_WHAT YOU NEED TO DO_: Return the data below in full. Keep each character unchanged.

_INFORMATION SUPPLIED_:
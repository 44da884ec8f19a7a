/// Implements `From<T>` in both directions for a newtype over a primitive.
#[macro_export]
macro_rules! impl_from_primitive {
    ($wrapper:ident, $primitive:ty) => {
        impl From<$primitive> for $wrapper {
            fn from(value: $primitive) -> Self {
                Self(value)
            }
        }

        impl From<$wrapper> for $primitive {
            fn from(wrapper: $wrapper) -> Self {
                wrapper.0
            }
        }
    };
}

/// Implements `Add`, `Sub`, `AddAssign` and `Sum` for a numeric newtype,
/// including adding the bare primitive on the right-hand side.
#[macro_export]
macro_rules! impl_add_sub_primitive {
    ($wrapper:ident, $primitive:ty) => {
        impl std::ops::Add for $wrapper {
            type Output = Self;

            fn add(self, other: Self) -> Self {
                Self(self.0 + other.0)
            }
        }

        impl std::ops::Add<$primitive> for $wrapper {
            type Output = Self;

            fn add(self, rhs: $primitive) -> Self::Output {
                Self(self.0 + rhs)
            }
        }

        impl std::ops::AddAssign for $wrapper {
            fn add_assign(&mut self, rhs: Self) {
                self.0 += rhs.0;
            }
        }

        impl std::ops::Sub for $wrapper {
            type Output = Self;

            fn sub(self, other: Self) -> Self {
                Self(self.0 - other.0)
            }
        }

        impl std::iter::Sum for $wrapper {
            fn sum<I: Iterator<Item = Self>>(iter: I) -> Self {
                iter.fold(Self(0 as $primitive), |acc, x| Self(acc.0 + x.0))
            }
        }
    };
}

/// Implements `Neg` for a numeric newtype.
#[macro_export]
macro_rules! impl_neg_primitive {
    ($wrapper:ident, $primitive:ty) => {
        impl std::ops::Neg for $wrapper {
            type Output = Self;

            fn neg(self) -> Self::Output {
                Self(-self.0)
            }
        }
    };
}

_EXPECTED ANSWER_:
repository 44da884ec8f19a7a
/// Implements `From<T>` in both directions for a newtype over a primitive.
#[macro_export]
macro_rules! impl_from_primitive {
    ($wrapper:ident, $primitive:ty) => {
        impl From<$primitive> for $wrapper {
            fn from(value: $primitive) -> Self {
                Self(value)
            }
        }

        impl From<$wrapper> for $primitive {
            fn from(wrapper: $wrapper) -> Self {
                wrapper.0
            }
        }
    };
}

/// Implements `Add`, `Sub`, `AddAssign` and `Sum` for a numeric newtype,
/// including adding the bare primitive on the right-hand side.
#[macro_export]
macro_rules! impl_add_sub_primitive {
    ($wrapper:ident, $primitive:ty) => {
        impl std::ops::Add for $wrapper {
            type Output = Self;

            fn add(self, other: Self) -> Self {
                Self(self.0 + other.0)
            }
        }

        impl std::ops::Add<$primitive> for $wrapper {
            type Output = Self;

            fn add(self, rhs: $primitive) -> Self::Output {
                Self(self.0 + rhs)
            }
        }

        impl std::ops::AddAssign for $wrapper {
            fn add_assign(&mut self, rhs: Self) {
                self.0 += rhs.0;
            }
        }

        impl std::ops::Sub for $wrapper {
            type Output = Self;

            fn sub(self, other: Self) -> Self {
                Self(self.0 - other.0)
            }
        }

        impl std::iter::Sum for $wrapper {
            fn sum<I: Iterator<Item = Self>>(iter: I) -> Self {
                iter.fold(Self(0 as $primitive), |acc, x| Self(acc.0 + x.0))
            }
        }
    };
}

/// Implements `Neg` for a numeric newtype.
#[macro_export]
macro_rules! impl_neg_primitive {
    ($wrapper:ident, $primitive:ty) => {
        impl std::ops::Neg for $wrapper {
            type Output = Self;

            fn neg(self) -> Self::Output {
                Self(-self.0)
            }
        }
    };
}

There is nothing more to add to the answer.